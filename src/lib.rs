//! # spark-stage
//!
//! Declarative scene-graph reconciliation for game hosts.
//!
//! Components are plain functions from props to a [`Node`] tree. The runtime
//! keeps one instance per mounted component, diffs each new tree against the
//! previous one and applies the difference to a live scene through the
//! [`Scene`] trait: creating, patching, re-parenting and destroying host
//! objects, and drawing pool members out of physics groups instead of
//! creating them.
//!
//! ## Architecture
//!
//! Every update runs in two phases:
//! ```text
//! render:  component fn → hooks → Node tree → reconcile → Op list
//! commit:  host ops → layout effects → passive effects
//! ```
//!
//! Render never touches the host. A render error leaves the scene as it was.
//!
//! ## Modules
//!
//! - [`types`] - Ids, keys, host kinds, metadata values, pointer events
//! - [`primitives`] - Nodes and per-kind props
//! - [`hooks`] - State, stores, refs, effects, per-frame updates
//! - [`host`] - The [`Scene`] interface, the property adapter, a headless scene
//! - [`pipeline`] - [`mount_root`] and the [`Root`] handle
//! - [`config`] - Runtime switches
//!
//! ## Example
//!
//! ```ignore
//! use spark_stage::*;
//!
//! fn button(label: &String) -> Render {
//!     let (presses, set_presses) = use_state(0u32)?;
//!     Ok(Some(create_node(
//!         ContainerProps::default(),
//!         [
//!             Some(Node::host(TextProps {
//!                 text: Some(format!("{label}: {presses}")),
//!                 common: CommonProps {
//!                     interactive: Some(true),
//!                     on_click: Some(PointerHandler::new(move |_| {
//!                         let _ = set_presses.update(|n| n + 1);
//!                     })),
//!                     ..Default::default()
//!                 },
//!                 ..Default::default()
//!             })),
//!         ],
//!     )))
//! }
//!
//! let root = mount_root(scene, button, "start".to_string())?;
//! ```

pub mod config;
pub mod error;
pub mod hooks;
pub mod host;
pub mod pipeline;
pub mod primitives;
pub mod types;

mod engine;

// Re-export commonly used items
pub use types::*;

pub use config::{config, reset_config, set_config, Config};

pub use error::{Error, Result, SceneError};

pub use primitives::{
    create_node, BodyProps, Cleanup, CommonProps, ComponentType, ContainerProps, GroupConfig,
    GroupProps, HostProps, HostRef, Node, NodeRef, NodeType, PhysicsSpriteProps, Props, Render,
    ShapeProps, SpriteProps, TextProps,
};

pub use hooks::{
    on_mount, use_callback, use_effect, use_event, use_host_ref, use_layout_effect, use_memo,
    use_ref, use_scene, use_state, use_state_with, use_store, use_store_all, use_update, Ref,
    SetState, Store, StoreListener, StoreMutation, Unsubscribe,
};

pub use host::{
    CreateSpec, HeadlessScene, HitArea, Mutation, ObjectMetrics, ObjectRecord, Scene, TextStyle,
    TickFn,
};

pub use pipeline::{mount_root, Root};
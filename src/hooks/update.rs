//! `use_update` - Per-frame callback.

use std::cell::RefCell;
use std::rc::Rc;

use crate::engine::context::schedule_layout_effect;
use crate::engine::next_hook;
use crate::error::Result;
use crate::host::TickFn;

struct UpdateSlot {
    current: Rc<RefCell<TickFn>>,
    registered: bool,
}

/// Call `callback(time, delta)` on every scene tick while mounted.
///
/// The tick listener is registered once, after the first commit. Later
/// renders only swap the callback, so it always sees the latest closure
/// state. Unmount unregisters it.
///
/// ```ignore
/// use_update(move |_time, delta| {
///     let _ = set_angle.update(|a| a + delta * 0.1);
/// })?;
/// ```
pub fn use_update(callback: impl Fn(f64, f64) + 'static) -> Result<()> {
    let hook = next_hook("use_update")?;
    let callback: TickFn = Rc::new(callback);
    let swap = callback.clone();
    let register = hook.slot(
        move || UpdateSlot {
            current: Rc::new(RefCell::new(callback)),
            registered: false,
        },
        |slot: &mut UpdateSlot| {
            *slot.current.borrow_mut() = swap;
            (!slot.registered).then(|| slot.current.clone())
        },
    )?;
    let Some(current) = register else {
        return Ok(());
    };

    let weak = hook.instance.weak();
    let index = hook.index;
    schedule_layout_effect("use_update", Box::new(move || {
        let Some(instance) = weak.upgrade() else {
            return Ok(());
        };
        if instance.is_unmounted() {
            return Ok(());
        }
        let already = instance
            .hook_value(index, |slot: &mut UpdateSlot| std::mem::replace(&mut slot.registered, true))
            .unwrap_or(true);
        if already {
            return Ok(());
        }

        let owner = weak.clone();
        let listener: TickFn = Rc::new(move |time: f64, delta: f64| {
            if owner.upgrade().is_none_or(|i| i.is_unmounted()) {
                return;
            }
            let callback = current.borrow().clone();
            callback(time, delta);
        });
        let scene = instance.scene();
        let id = scene.on_update(listener);
        instance.set_cleanup(index, Box::new(move || scene.off_update(id)));
        Ok(())
    }))
}
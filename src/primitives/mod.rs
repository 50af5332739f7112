//! Primitives - What components declare.
//!
//! - [`node`] - The [`Node`] tree and [`create_node`]
//! - [`types`] - Per-kind props, refs and cleanup
//!
//! # Declaring a tree
//!
//! Host nodes are built straight from their props struct; the kind follows
//! from the struct, so a sprite node cannot carry text props.
//!
//! ```ignore
//! Node::host(SpriteProps {
//!     common: CommonProps { x: Some(x), y: Some(y), ..Default::default() },
//!     texture: Some("enemy".into()),
//!     play: Some("enemy-walk".into()),
//!     ..Default::default()
//! })
//! ```
//!
//! Children of plain containers are display children. Children of a
//! [`GroupProps`] node are pool members: the reconciler acquires and releases
//! them instead of creating and destroying them.

mod node;
mod types;

pub use node::{create_node, ComponentType, Node, NodeType, Props, Render};
pub use types::*;
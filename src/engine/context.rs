//! Render context - Which component is rendering right now.
//!
//! Hooks find their instance through a thread-local stack of render frames,
//! the same way the registry tracks the current parent while components
//! mount. A component rendering inside another component's commit (a setter
//! fired from an effect) pushes its own frame on top.

use std::cell::RefCell;
use std::rc::Rc;

use crate::error::{Error, Result};

use super::commit::Effect;
use super::instance::Instance;

struct Frame {
    instance: Rc<Instance>,
    /// Index of the next hook slot.
    cursor: usize,
    layout_effects: Vec<Effect>,
    effects: Vec<Effect>,
}

thread_local! {
    static RENDER_STACK: RefCell<Vec<Frame>> = const { RefCell::new(Vec::new()) };
}

// =============================================================================
// Scope
// =============================================================================

/// Guard for one component render. Pops its frame when dropped, so early
/// returns and panics restore the enclosing frame.
pub struct RenderScope {
    depth: usize,
}

impl RenderScope {
    pub fn enter(instance: Rc<Instance>) -> Self {
        let depth = RENDER_STACK.with(|stack| {
            let mut stack = stack.borrow_mut();
            stack.push(Frame {
                instance,
                cursor: 0,
                layout_effects: Vec::new(),
                effects: Vec::new(),
            });
            stack.len()
        });
        Self { depth }
    }

    /// Leave the frame, returning the effects its hooks scheduled.
    pub fn finish(self) -> (Vec<Effect>, Vec<Effect>) {
        RENDER_STACK.with(|stack| {
            let mut stack = stack.borrow_mut();
            let len = stack.len();
            match stack.last_mut() {
                Some(frame) if len == self.depth => (
                    std::mem::take(&mut frame.layout_effects),
                    std::mem::take(&mut frame.effects),
                ),
                _ => (Vec::new(), Vec::new()),
            }
        })
    }
}

impl Drop for RenderScope {
    fn drop(&mut self) {
        let _ = RENDER_STACK.try_with(|stack| {
            if let Ok(mut stack) = stack.try_borrow_mut() {
                stack.truncate(self.depth.saturating_sub(1));
            }
        });
    }
}

// =============================================================================
// Hook Access
// =============================================================================

/// The slot a hook call resolved to.
pub struct HookHandle {
    pub instance: Rc<Instance>,
    pub index: usize,
    pub kind: &'static str,
}

impl HookHandle {
    /// See [`Instance::hook`].
    pub fn slot<T: 'static, R>(&self, init: impl FnOnce() -> T, access: impl FnOnce(&mut T) -> R) -> Result<R> {
        self.instance.hook(self.index, self.kind, init, access)
    }
}

/// Claim the next hook slot of the rendering component.
pub fn next_hook(kind: &'static str) -> Result<HookHandle> {
    RENDER_STACK.with(|stack| {
        let mut stack = stack.borrow_mut();
        let frame = stack.last_mut().ok_or(Error::NoRenderContext { hook: kind })?;
        let index = frame.cursor;
        frame.cursor += 1;
        Ok(HookHandle {
            instance: frame.instance.clone(),
            index,
            kind,
        })
    })
}

/// The component currently rendering.
pub fn current_instance(hook: &'static str) -> Result<Rc<Instance>> {
    RENDER_STACK.with(|stack| {
        stack
            .borrow()
            .last()
            .map(|frame| frame.instance.clone())
            .ok_or(Error::NoRenderContext { hook })
    })
}

/// Name of the component currently rendering, if any.
pub fn rendering_component() -> Option<&'static str> {
    RENDER_STACK.with(|stack| stack.borrow().last().map(|frame| frame.instance.name()))
}

/// Queue an effect to run after this render's host operations.
pub fn schedule_layout_effect(hook: &'static str, effect: Effect) -> Result<()> {
    with_frame(hook, |frame| frame.layout_effects.push(effect))
}

/// Queue an effect to run after every layout effect of this commit.
pub fn schedule_effect(hook: &'static str, effect: Effect) -> Result<()> {
    with_frame(hook, |frame| frame.effects.push(effect))
}

fn with_frame(hook: &'static str, f: impl FnOnce(&mut Frame)) -> Result<()> {
    RENDER_STACK.with(|stack| {
        let mut stack = stack.borrow_mut();
        let frame = stack.last_mut().ok_or(Error::NoRenderContext { hook })?;
        f(frame);
        Ok(())
    })
}
//! End-to-end scenarios against the headless scene.

use std::cell::{Cell, RefCell};
use std::rc::Rc;

use spark_stage::{
    create_node, mount_root, on_mount, use_effect, use_host_ref, use_layout_effect, use_state,
    use_store, use_update, BodyProps, Cleanup, CommonProps, ContainerProps, CreateSpec, Error,
    GroupConfig,
    GroupProps, HeadlessScene, HostKind, HostRef, Mutation, Node, ObjectId, PhysicsSpriteProps,
    Render, SceneError, SetState, SpriteProps, Store, StoreListener, StoreMutation, TextProps,
    Unsubscribe,
};

fn headless() -> Rc<HeadlessScene> {
    Rc::new(HeadlessScene::new())
}

/// Shared slot a component writes its setter into.
type Setter<T> = Rc<RefCell<Option<SetState<T>>>>;

fn setter<T>(slot: &Setter<T>) -> SetState<T> {
    slot.borrow().clone().expect("component rendered")
}

// =============================================================================
// State
// =============================================================================

#[derive(Clone, Default)]
struct CounterProps {
    renders: Rc<Cell<u32>>,
    setter: Setter<u32>,
}

fn counter(props: &CounterProps) -> Render {
    props.renders.set(props.renders.get() + 1);
    let (count, set) = use_state(0u32)?;
    props.setter.borrow_mut().replace(set);
    Ok(Some(Node::host(TextProps {
        text: Some(count.to_string()),
        ..Default::default()
    })))
}

#[test]
fn test_setting_equal_state_does_not_render() {
    let scene = headless();
    let props = CounterProps::default();
    let _root = mount_root(scene.clone(), counter, props.clone()).unwrap();
    assert_eq!(props.renders.get(), 1);

    setter(&props.setter).set(0).unwrap();
    assert_eq!(props.renders.get(), 1);

    setter(&props.setter).set(1).unwrap();
    setter(&props.setter).set(1).unwrap();
    assert_eq!(props.renders.get(), 2);
}

#[test]
fn test_state_change_patches_text() {
    let scene = headless();
    let props = CounterProps::default();
    let root = mount_root(scene.clone(), counter, props.clone()).unwrap();
    let label = root.object().unwrap();
    scene.clear_mutations();

    setter(&props.setter).update(|n| n + 5).unwrap();
    assert_eq!(scene.mutations(label), vec![Mutation::Text("5".to_string())]);
    assert_eq!(scene.created().len(), 1);
}

#[test]
fn test_setter_after_unmount_is_ignored() {
    let scene = headless();
    let props = CounterProps::default();
    let root = mount_root(scene.clone(), counter, props.clone()).unwrap();
    root.unmount();

    setter(&props.setter).set(9).unwrap();
    assert_eq!(props.renders.get(), 1);
}

fn sets_during_render(props: &CounterProps) -> Render {
    let (_, set) = use_state(0u32)?;
    set.set(1)?;
    props.renders.set(props.renders.get() + 1);
    Ok(None)
}

#[test]
fn test_setter_during_render_fails() {
    let result = mount_root(headless(), sets_during_render, CounterProps::default());
    assert!(matches!(result, Err(Error::RenderInProgress { .. })));
}

#[test]
fn test_hook_outside_render_fails() {
    let result = use_state(1);
    assert!(matches!(result, Err(Error::NoRenderContext { hook: "use_state" })));
}

// =============================================================================
// Effects & Cleanup
// =============================================================================

type Log = Rc<RefCell<Vec<&'static str>>>;

fn lifecycle(log: &Log) -> Render {
    let l = log.clone();
    on_mount(move || {
        l.borrow_mut().push("mount");
        let l = l.clone();
        Some(Box::new(move || l.borrow_mut().push("mount cleanup")) as Cleanup)
    })?;
    let l = log.clone();
    use_effect(move || {
        l.borrow_mut().push("effect");
        let l = l.clone();
        Some(Box::new(move || l.borrow_mut().push("effect cleanup")) as Cleanup)
    }, None::<()>)?;
    let l = log.clone();
    use_layout_effect(move || {
        l.borrow_mut().push("layout");
        None
    }, Some(()))?;
    Ok(None)
}

#[test]
fn test_layout_effects_flush_before_passive() {
    let log: Log = Rc::default();
    let root = mount_root(headless(), lifecycle, log.clone()).unwrap();
    assert_eq!(*log.borrow(), vec!["mount", "layout", "effect"]);

    // Deps-less effect reruns, the others do not.
    root.update(log.clone()).unwrap();
    assert_eq!(
        *log.borrow(),
        vec!["mount", "layout", "effect", "effect cleanup", "effect"]
    );
}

What is required ▸ Your answer should be the lines of the records that hold the string "types".

Exercise answer ▸
//! - [`types`] - Ids, keys, host kinds, metadata values, pointer events
pub mod types;
pub use types::*;
//! - [`types`] - Per-kind props, refs and cleanup
mod types;
pub use types::*;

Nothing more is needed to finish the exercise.